PROMPT:
Read through the material below and find each line that has the word "Ease"; copy it.
SOURCE MATERIAL section start
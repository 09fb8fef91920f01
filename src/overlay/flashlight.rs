use kurbo::{Point, Rect, Vec2};

use crate::{
    animation::{
        ease::Ease,
        timeline::{Timeline, TimelineOpts, TweenProps, TweenTarget},
    },
    foundation::{
        core::Canvas,
        error::{CurtainError, CurtainResult},
    },
};

#[derive(Clone, Copy, Debug, PartialEq, serde::Serialize, serde::Deserialize)]
#[serde(default, deny_unknown_fields)]
pub struct FlashlightConfig {
    pub width: f64,
    pub height: f64,
    /// Tween used every time the pointer moves.
    pub follow: TweenProps,
}

impl Default for FlashlightConfig {
    fn default() -> Self {
        Self {
            width: 450.0,
            height: 140.0,
            follow: TweenProps::new(0.2, Ease::OutCubic),
        }
    }
}

impl FlashlightConfig {
    pub fn validate(&self) -> CurtainResult<()> {
        if !(self.width.is_finite() && self.width > 0.0 && self.height.is_finite() && self.height > 0.0)
        {
            return Err(CurtainError::validation(
                "flashlight window size must be finite and > 0",
            ));
        }
        if !self.follow.duration.is_finite() || self.follow.duration < 0.0 {
            return Err(CurtainError::validation(
                "flashlight follow duration must be finite and >= 0",
            ));
        }
        Ok(())
    }

    fn half_size(&self) -> Vec2 {
        Vec2::new(self.width / 2.0, self.height / 2.0)
    }
}

#[derive(Clone, Copy, Debug, PartialEq, Eq)]
pub enum FlashlightKey {
    WindowX,
    WindowY,
    ContentX,
    ContentY,
}

/// Window position in viewport pixels and the counter-offset of the content inside it.
///
/// The content moves opposite to the window so that what shows through stays pinned to the
/// viewport.
#[derive(Clone, Copy, Debug, Default, PartialEq, serde::Serialize)]
pub struct FlashlightPose {
    pub window: Point,
    pub content: Point,
}

impl TweenTarget<FlashlightKey> for FlashlightPose {
    fn value(&self, key: FlashlightKey) -> f64 {
        match key {
            FlashlightKey::WindowX => self.window.x,
            FlashlightKey::WindowY => self.window.y,
            FlashlightKey::ContentX => self.content.x,
            FlashlightKey::ContentY => self.content.y,
        }
    }

    fn set_value(&mut self, key: FlashlightKey, value: f64) {
        match key {
            FlashlightKey::WindowX => self.window.x = value,
            FlashlightKey::WindowY => self.window.y = value,
            FlashlightKey::ContentX => self.content.x = value,
            FlashlightKey::ContentY => self.content.y = value,
        }
    }
}

/// A small window that trails the pointer over a covered curtain.
#[derive(Clone, Debug)]
pub struct Flashlight {
    config: FlashlightConfig,
    viewport: Canvas,
    pose: FlashlightPose,
    visible: bool,
    timeline: Timeline<FlashlightKey>,
}

impl Flashlight {
    pub fn new(config: FlashlightConfig, viewport: Canvas) -> CurtainResult<Self> {
        config.validate()?;
        Ok(Self {
            config,
            viewport,
            pose: FlashlightPose::default(),
            visible: false,
            timeline: Timeline::new(TimelineOpts::default()),
        })
    }

    pub fn config(&self) -> &FlashlightConfig {
        &self.config
    }

    pub fn pose(&self) -> FlashlightPose {
        self.pose
    }

    pub fn is_visible(&self) -> bool {
        self.visible
    }

    /// Window bounds in viewport pixels.
    pub fn window_rect(&self) -> Rect {
        Rect::from_center_size(self.pose.window, (self.config.width, self.config.height))
    }

    /// Appear at the viewport centre, with no follow tween pending.
    pub fn show(&mut self) {
        let center = self.viewport.center();
        self.pose = FlashlightPose {
            window: center,
            content: Self::counter_offset(center, self.config.half_size()),
        };
        self.visible = true;
        self.timeline = Timeline::new(TimelineOpts::default());
    }

    pub fn hide(&mut self) {
        self.visible = false;
        self.timeline = Timeline::new(TimelineOpts::default());
    }

    /// Point the window at `(x, y)`. Replaces any follow tween still in flight.
    pub fn pointer_moved(&mut self, x: f64, y: f64) -> bool {
        if !self.visible || !x.is_finite() || !y.is_finite() {
            return false;
        }
        let window = Point::new(x, y);
        let content = Self::counter_offset(window, self.config.half_size());
        let now = self.timeline.local_time();
        for (key, target) in [
            (FlashlightKey::WindowX, window.x),
            (FlashlightKey::WindowY, window.y),
            (FlashlightKey::ContentX, content.x),
            (FlashlightKey::ContentY, content.y),
        ] {
            self.timeline.kill(key);
            self.timeline.to(key, target, self.config.follow, now);
        }
        tracing::trace!(x, y, "flashlight retargeted");
        true
    }

    pub fn tick(&mut self, dt: f64) {
        if self.visible {
            self.timeline.advance(dt, &mut self.pose);
        }
    }

    fn counter_offset(window: Point, half: Vec2) -> Point {
        Point::new(-window.x + half.x, -window.y + half.y)
    }
}

#[cfg(test)]
#[path = "../../tests/unit/overlay/flashlight.rs"]
mod tests;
SOURCE MATERIAL section end
RESPONSE:
        ease::Ease,
            follow: TweenProps::new(0.2, Ease::OutCubic),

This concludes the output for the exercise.